BRIEF:
Restate word for word the lines of the records below, starting at the line that contains "output amount in BTC" and ending at the line that contains "bytes, and decoding", with both of those lines included and nothing else.

DATA EXTRACTS:
________________________
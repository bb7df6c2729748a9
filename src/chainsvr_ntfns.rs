//! Chain server websocket notifications
//!
//! Notifications are pushed by the server with a `null` id. They are
//! registered with both the websocket-only and notification flags, so a
//! client can tell them apart from commands it may send.
//!
//! ```rust
//! use pinjson::chainsvr_ntfns::BlockConnectedNtfn;
//! use pinjson::core::{Id, RpcVersion};
//!
//! let registry = pinjson::default_registry().unwrap();
//! let ntfn = BlockConnectedNtfn::new("123", 100000, 123456789);
//! let bytes = registry.marshal_cmd(RpcVersion::V1, Id::Null, &ntfn).unwrap();
//! assert_eq!(
//!     bytes,
//!     br#"{"jsonrpc":"1.0","method":"blockconnected","params":["123",100000,123456789],"id":null}"#
//! );
//! ```

use pinjson_core::{RegistryBuilder, Result};
use pinjson_macros::Command;
use serde::{Deserialize, Serialize};

/// Block a relevant transaction was mined in
#[derive(Debug, Clone, PartialEq, Eq, Hash, Serialize, Deserialize)]
pub struct BlockDetails {
    pub height: i32,
    pub hash: String,
    /// Position of the transaction within the block
    pub index: i32,
    pub time: i64,
}

/// Signature script of a transaction input
#[derive(Debug, Clone, PartialEq, Eq, Serialize, Deserialize)]
pub struct ScriptSig {
    pub asm: String,
    pub hex: String,
}

/// Input of a decoded transaction
///
/// Coinbase inputs carry `coinbase` and no outpoint.
#[derive(Debug, Clone, Default, PartialEq, Eq, Serialize, Deserialize)]
pub struct Vin {
    #[serde(skip_serializing_if = "Option::is_none")]
    pub coinbase: Option<String>,
    #[serde(skip_serializing_if = "Option::is_none")]
    pub txid: Option<String>,
    #[serde(skip_serializing_if = "Option::is_none")]
    pub vout: Option<u32>,
    #[serde(rename = "scriptSig", skip_serializing_if = "Option::is_none")]
    pub script_sig: Option<ScriptSig>,
    #[serde(rename = "txinwitness", default, skip_serializing_if = "Vec::is_empty")]
    pub witness: Vec<String>,
    pub sequence: u32,
}

/// Output script of a decoded transaction output
#[derive(Debug, Clone, Default, PartialEq, Eq, Serialize, Deserialize)]
pub struct ScriptPubKeyResult {
    pub asm: String,
    #[serde(default, skip_serializing_if = "String::is_empty")]
    pub hex: String,
    #[serde(rename = "reqSigs", skip_serializing_if = "Option::is_none")]
    pub req_sigs: Option<i32>,
    #[serde(rename = "type")]
    pub script_type: String,
    #[serde(default, skip_serializing_if = "Vec::is_empty")]
    pub addresses: Vec<String>,
}

/// Output of a decoded transaction
#[derive(Debug, Clone, PartialEq, Serialize, Deserialize)]
pub struct Vout {
    /// Amount in BTC
    pub value: f64,
    pub n: u32,
    #[serde(rename = "scriptPubKey")]
    pub script_pub_key: ScriptPubKeyResult,
}

fn is_zero<T: Default + PartialEq>(n: &T) -> bool {
    *n == T::default()
}

/// Decoded transaction, as carried by `txacceptedverbose`
///
/// `vin` and `vout` are sent as `null` when absent. Zero and empty optional
/// fields are omitted.
#[derive(Debug, Clone, Default, PartialEq, Serialize, Deserialize)]
pub struct TxRawResult {
    pub hex: String,
    pub txid: String,
    #[serde(default, skip_serializing_if = "String::is_empty")]
    pub hash: String,
    #[serde(default, skip_serializing_if = "is_zero")]
    pub size: i32,
    #[serde(default, skip_serializing_if = "is_zero")]
    pub vsize: i32,
    #[serde(default, skip_serializing_if = "is_zero")]
    pub weight: i32,
    pub version: i32,
    #[serde(rename = "locktime")]
    pub lock_time: u32,
    pub vin: Option<Vec<Vin>>,
    pub vout: Option<Vec<Vout>>,
    #[serde(rename = "blockhash", default, skip_serializing_if = "String::is_empty")]
    pub block_hash: String,
    #[serde(default, skip_serializing_if = "is_zero")]
    pub confirmations: u64,
    #[serde(default, skip_serializing_if = "is_zero")]
    pub time: i64,
    #[serde(rename = "blocktime", default, skip_serializing_if = "is_zero")]
    pub block_time: i64,
}

/// A block has been connected to the main chain.
#[derive(Debug, Clone, PartialEq, Command)]
#[command(method = "blockconnected", websocket_only, notification)]
pub struct BlockConnectedNtfn {
    pub hash: String,
    pub height: i32,
    pub time: i64,
}

impl BlockConnectedNtfn {
    pub fn new(hash: impl Into<String>, height: i32, time: i64) -> Self {
        Self {
            hash: hash.into(),
            height,
            time,
        }
    }
}

/// A block has been disconnected from the main chain.
#[derive(Debug, Clone, PartialEq, Command)]
#[command(method = "blockdisconnected", websocket_only, notification)]
pub struct BlockDisconnectedNtfn {
    pub hash: String,
    pub height: i32,
    pub time: i64,
}

impl BlockDisconnectedNtfn {
    pub fn new(hash: impl Into<String>, height: i32, time: i64) -> Self {
        Self {
            hash: hash.into(),
            height,
            time,
        }
    }
}

/// A block has been connected; carries the serialized header and the matching transactions.
#[derive(Debug, Clone, PartialEq, Command)]
#[command(method = "filteredblockconnected", websocket_only, notification)]
pub struct FilteredBlockConnectedNtfn {
    pub height: i32,
    pub header: String,
    pub subscribed_txs: Vec<String>,
}

impl FilteredBlockConnectedNtfn {
    pub fn new(height: i32, header: impl Into<String>, subscribed_txs: Vec<String>) -> Self {
        Self {
            height,
            header: header.into(),
            subscribed_txs,
        }
    }
}

/// A block has been disconnected; carries the serialized header.
#[derive(Debug, Clone, PartialEq, Command)]
#[command(method = "filteredblockdisconnected", websocket_only, notification)]
pub struct FilteredBlockDisconnectedNtfn {
    pub height: i32,
    pub header: String,
}

impl FilteredBlockDisconnectedNtfn {
    pub fn new(height: i32, header: impl Into<String>) -> Self {
        Self {
            height,
            header: header.into(),
        }
    }
}

/// A transaction paying to a watched address was received.
#[derive(Debug, Clone, PartialEq, Command)]
#[command(method = "recvtx", websocket_only, notification)]
pub struct RecvTxNtfn {
    pub hex_tx: String,
    pub block: Option<BlockDetails>,
}

impl RecvTxNtfn {
    pub fn new(hex_tx: impl Into<String>, block: Option<BlockDetails>) -> Self {
        Self {
            hex_tx: hex_tx.into(),
            block,
        }
    }
}

/// A transaction spending a watched outpoint was received.
#[derive(Debug, Clone, PartialEq, Command)]
#[command(method = "redeemingtx", websocket_only, notification)]
pub struct RedeemingTxNtfn {
    pub hex_tx: String,
    pub block: Option<BlockDetails>,
}

impl RedeemingTxNtfn {
    pub fn new(hex_tx: impl Into<String>, block: Option<BlockDetails>) -> Self {
        Self {
            hex_tx: hex_tx.into(),
            block,
        }
    }
}

/// A rescan has finished.
#[derive(Debug, Clone, PartialEq, Command)]
#[command(method = "rescanfinished", websocket_only, notification)]
pub struct RescanFinishedNtfn {
    pub hash: String,
    pub height: i32,
    pub time: i64,
}

impl RescanFinishedNtfn {
    pub fn new(hash: impl Into<String>, height: i32, time: i64) -> Self {
        Self {
            hash: hash.into(),
            height,
            time,
        }
    }
}

/// A rescan has progressed to the given block.
#[derive(Debug, Clone, PartialEq, Command)]
#[command(method = "rescanprogress", websocket_only, notification)]
pub struct RescanProgressNtfn {
    pub hash: String,
    pub height: i32,
    pub time: i64,
}

impl RescanProgressNtfn {
    pub fn new(hash: impl Into<String>, height: i32, time: i64) -> Self {
        Self {
            hash: hash.into(),
            height,
            time,
        }
    }
}

/// A transaction was accepted into the mempool.
#[derive(Debug, Clone, PartialEq, Command)]
#[command(method = "txaccepted", websocket_only, notification)]
pub struct TxAcceptedNtfn {
    pub tx_id: String,
    /// Total output amount in BTC
    pub amount: f64,
}

impl TxAcceptedNtfn {
    pub fn new(tx_id: impl Into<String>, amount: f64) -> Self {
        Self {
            tx_id: tx_id.into(),
            amount,
        }
    }
}

/// A transaction was accepted into the mempool; carries the decoded transaction.
#[derive(Debug, Clone, PartialEq, Command)]
#[command(method = "txacceptedverbose", websocket_only, notification)]
pub struct TxAcceptedVerboseNtfn {
    pub raw_tx: TxRawResult,
}

impl TxAcceptedVerboseNtfn {
    pub fn new(raw_tx: TxRawResult) -> Self {
        Self { raw_tx }
    }
}

/// A transaction matching the client's loaded filter was accepted into the mempool.
#[derive(Debug, Clone, PartialEq, Command)]
#[command(method = "relevanttxaccepted", websocket_only, notification)]
pub struct RelevantTxAcceptedNtfn {
    pub transaction: String,
}

impl RelevantTxAcceptedNtfn {
    pub fn new(transaction: impl Into<String>) -> Self {
        Self {
            transaction: transaction.into(),
        }
    }
}

pub(crate) fn register(builder: RegistryBuilder) -> Result<RegistryBuilder> {
    builder
        .register::<BlockConnectedNtfn>()?
        .register::<BlockDisconnectedNtfn>()?
        .register::<FilteredBlockConnectedNtfn>()?
        .register::<FilteredBlockDisconnectedNtfn>()?
        .register::<RecvTxNtfn>()?
        .register::<RedeemingTxNtfn>()?
        .register::<RescanFinishedNtfn>()?
        .register::<RescanProgressNtfn>()?
        .register::<TxAcceptedNtfn>()?
        .register::<TxAcceptedVerboseNtfn>()?
        .register::<RelevantTxAcceptedNtfn>()
}
//! Common test utilities for pinjson integration tests
//!
//! Every golden case is checked three ways against the default registry:
//! the directly constructed command must marshal to the golden bytes, the
//! command built by `new_cmd!` must marshal to the same bytes, and decoding
//! those bytes must yield the expected command with defaults applied.

#![allow(dead_code)]

use pinjson::core::{AnyCommand, Command, Id, Request, RpcVersion};

/// Id used for ordinary command cases
pub const TEST_ID: i64 = 1;

/// Check one command case, sent with id 1
pub fn check_cmd<T: Command + PartialEq>(
    name: &str,
    static_cmd: T,
    generic: pinjson::Result<Box<dyn AnyCommand>>,
    marshalled: &str,
    expected: T,
) {
    check_with_id(name, Id::Number(TEST_ID), static_cmd, generic, marshalled, expected);
}

/// Check one notification case, sent with a null id
pub fn check_ntfn<T: Command + PartialEq>(
    name: &str,
    static_ntfn: T,
    generic: pinjson::Result<Box<dyn AnyCommand>>,
    marshalled: &str,
    expected: T,
) {
    check_with_id(name, Id::Null, static_ntfn, generic, marshalled, expected);
}

fn check_with_id<T: Command + PartialEq>(
    name: &str,
    id: Id,
    static_cmd: T,
    generic: pinjson::Result<Box<dyn AnyCommand>>,
    marshalled: &str,
    expected: T,
) {
    // Direct construction
    let bytes = pinjson::marshal_cmd(RpcVersion::V1, id.clone(), &static_cmd)
        .unwrap_or_else(|e| panic!("{}: marshal of static command failed: {}", name, e));
    assert_eq!(
        String::from_utf8(bytes).unwrap(),
        marshalled,
        "{}: unexpected marshalled data for static command",
        name
    );

    // Generic construction
    let generic = generic.unwrap_or_else(|e| panic!("{}: new_cmd failed: {}", name, e));
    assert!(generic.is::<T>(), "{}: new_cmd built {:?}", name, generic);
    let bytes = pinjson::marshal_cmd(RpcVersion::V1, id, generic.as_ref())
        .unwrap_or_else(|e| panic!("{}: marshal of generic command failed: {}", name, e));
    assert_eq!(
        String::from_utf8(bytes.clone()).unwrap(),
        marshalled,
        "{}: unexpected marshalled data for generic command",
        name
    );

    // Decoding
    let request: Request = serde_json::from_slice(&bytes)
        .unwrap_or_else(|e| panic!("{}: request does not parse: {}", name, e));
    let cmd = pinjson::unmarshal_cmd(&request)
        .unwrap_or_else(|e| panic!("{}: unmarshal failed: {}", name, e));
    let cmd = cmd
        .downcast::<T>()
        .unwrap_or_else(|| panic!("{}: unmarshaled into the wrong type", name));
    assert_eq!(*cmd, expected, "{}: unexpected unmarshaled command", name);
}

/// `Some(s.to_string())`
pub fn s(text: &str) -> Option<String> {
    Some(text.to_string())
}

/// Owned string vector
pub fn strings(items: &[&str]) -> Vec<String> {
    items.iter().map(|s| s.to_string()).collect()
}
________________________
SOLUTION TO THIS PROBLEM:
    /// Total output amount in BTC
    pub amount: f64,
}

impl TxAcceptedNtfn {
    pub fn new(tx_id: impl Into<String>, amount: f64) -> Self {
        Self {
            tx_id: tx_id.into(),
            amount,
        }
    }
}

/// A transaction was accepted into the mempool; carries the decoded transaction.
#[derive(Debug, Clone, PartialEq, Command)]
#[command(method = "txacceptedverbose", websocket_only, notification)]
pub struct TxAcceptedVerboseNtfn {
    pub raw_tx: TxRawResult,
}

impl TxAcceptedVerboseNtfn {
    pub fn new(raw_tx: TxRawResult) -> Self {
        Self { raw_tx }
    }
}

/// A transaction matching the client's loaded filter was accepted into the mempool.
#[derive(Debug, Clone, PartialEq, Command)]
#[command(method = "relevanttxaccepted", websocket_only, notification)]
pub struct RelevantTxAcceptedNtfn {
    pub transaction: String,
}

impl RelevantTxAcceptedNtfn {
    pub fn new(transaction: impl Into<String>) -> Self {
        Self {
            transaction: transaction.into(),
        }
    }
}

pub(crate) fn register(builder: RegistryBuilder) -> Result<RegistryBuilder> {
    builder
        .register::<BlockConnectedNtfn>()?
        .register::<BlockDisconnectedNtfn>()?
        .register::<FilteredBlockConnectedNtfn>()?
        .register::<FilteredBlockDisconnectedNtfn>()?
        .register::<RecvTxNtfn>()?
        .register::<RedeemingTxNtfn>()?
        .register::<RescanFinishedNtfn>()?
        .register::<RescanProgressNtfn>()?
        .register::<TxAcceptedNtfn>()?
        .register::<TxAcceptedVerboseNtfn>()?
        .register::<RelevantTxAcceptedNtfn>()
}
//! Common test utilities for pinjson integration tests
//!
//! Every golden case is checked three ways against the default registry:
//! the directly constructed command must marshal to the golden bytes, the
//! command built by `new_cmd!` must marshal to the same bytes, and decoding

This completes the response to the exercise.